In 1906 this question was again presented to the Supreme Court of the state of Missouri, in the case of King v. Phoenix Ins. Co. of Brooklyn, N.Y., 195 Mo. 290, 92 S.W. 892, 113 Am. St. Rep. 678, 6 Ann. Cas. 618. Justice Marshall, delivering the opinion of the court, after going exhaustively into the subject, and citing many courts and text-writers in support of the later rule laid down by that court, and quoting with approval from the Baile Case, went further than that court had ever previously gone, and held:
"That unless prohibited by statute, a corporation has all the rights of contracting under the common law, that an individual has."
And further held:
"That the correct doctrine announced by the great weight of authority is that parol contracts of insurance are valid, unless expressly prohibited by statute. The rule thus announced in this state is in harmony with and amply supported by the great weight of modern authority." 195 Mo. 290, 92 S.W. 892. 113 Am. St. Rep. 678, 6 Ann. Cas. 618.
The validity of a parol contract of insurance was presented to the Supreme Court of the state of Illinois in the case of Fireman's Ins. Co. v. Kuessner,
"The mere fact that a company is authorized by its charter to make contracts of insurance in writing or empowered to issue written policies does not invalidate such contracts when made orally, or alter the common-law principle that oral contracts of insurance are valid."
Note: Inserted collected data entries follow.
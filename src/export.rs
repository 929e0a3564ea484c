//! Zone selection over the inventory and the CSV sheets handed to operators.

use crate::error::Result;
use crate::models::RemoteStream;
use std::io::Write;
use std::path::Path;

const BACKUP_SUFFIX: &str = "-1";

/// Streams whose name starts with `zone` (case-insensitive on the zone).
pub fn in_zone<'a>(inventory: &'a [RemoteStream], zone: &str) -> Vec<&'a RemoteStream> {
    let zone = zone.trim().to_uppercase();
    inventory
        .iter()
        .filter(|s| s.name.starts_with(&zone))
        .collect()
}

/// Primary (non-backup) streams of a zone, ordered by camera number.
pub fn primary_sheet<'a>(inventory: &'a [RemoteStream], zone: &str) -> Vec<&'a RemoteStream> {
    let mut rows: Vec<&RemoteStream> = in_zone(inventory, zone)
        .into_iter()
        .filter(|s| !s.name.ends_with(BACKUP_SUFFIX))
        .collect();
    rows.sort_by_key(|s| camera_number(&s.name));
    rows
}

/// Digits after the zone letter read as one number; names without digits
/// sort last.
fn camera_number(name: &str) -> u64 {
    let digits: String = name
        .chars()
        .skip(1)
        .filter(char::is_ascii_digit)
        .collect();
    digits.parse().unwrap_or(u64::MAX)
}

/// `Name, Stream ID` rows for streams created in this run.
pub fn write_created<W: Write>(writer: W, rows: &[(String, String)]) -> Result<()> {
    let mut csv = csv::Writer::from_writer(writer);
    csv.write_record(["Name", "Stream ID"])?;
    for (name, stream_id) in rows {
        csv.write_record([name, stream_id])?;
    }
    csv.flush()?;
    Ok(())
}

/// `Name, Stream ID, Camera IP` rows for an exported zone.
pub fn write_sheet<W: Write>(writer: W, streams: &[&RemoteStream]) -> Result<()> {
    let mut csv = csv::Writer::from_writer(writer);
    csv.write_record(["Name", "Stream ID", "Camera IP"])?;
    for stream in streams {
        csv.write_record([
            stream.name.as_str(),
            stream.stream_id.as_str(),
            stream.ip_addr.as_deref().unwrap_or(""),
        ])?;
    }
    csv.flush()?;
    Ok(())
}

pub fn write_sheet_file(path: &Path, streams: &[&RemoteStream]) -> Result<()> {
    write_sheet(std::fs::File::create(path)?, streams)
}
The enforceability of a parol contract of *265 insurance was questioned in the case of Security Fire Ins. Co. of N.Y. v. Ky. Fire Marine Ins. Co. in the Supreme Court of the state of Kentucky, 7 Bush, 81, 3 Am. Rep. 301. In the summer of the year 1861, McFerran Manifee Co., owning a large quantity of cotton purchased in Georgia for release in New York, to be shipped from Columbus to Appalachicola, Fla., and to be thence shipped in the Mary Lucretia and Metropolis ships to the city of New York, procured from the appellee an oral contract for insurance against the perils of navigation, which the appellant reinsured to appellee, and to fill up the uninsured gap between the landing and transshipment of the cotton at Appalachicola, the owners also obtained from the appellee on the 10th day of October, 1865, an oral contract for insurance against fire risks. On a suit to enforce the parol contract of insurance thus entered into the Supreme Court of the state of Kentucky held:
"An oral contract to issue a policy of insurance is binding and may be specifically enforced, or the court may award damages the same as in an action on an executed policy. A provision in a company's charter requiring that 'all policies and contracts of insurance * * * shall be subscribed by the president' relates only to executed insurances, and does not abridge the common-law right to make an oral executory contract for iusurance."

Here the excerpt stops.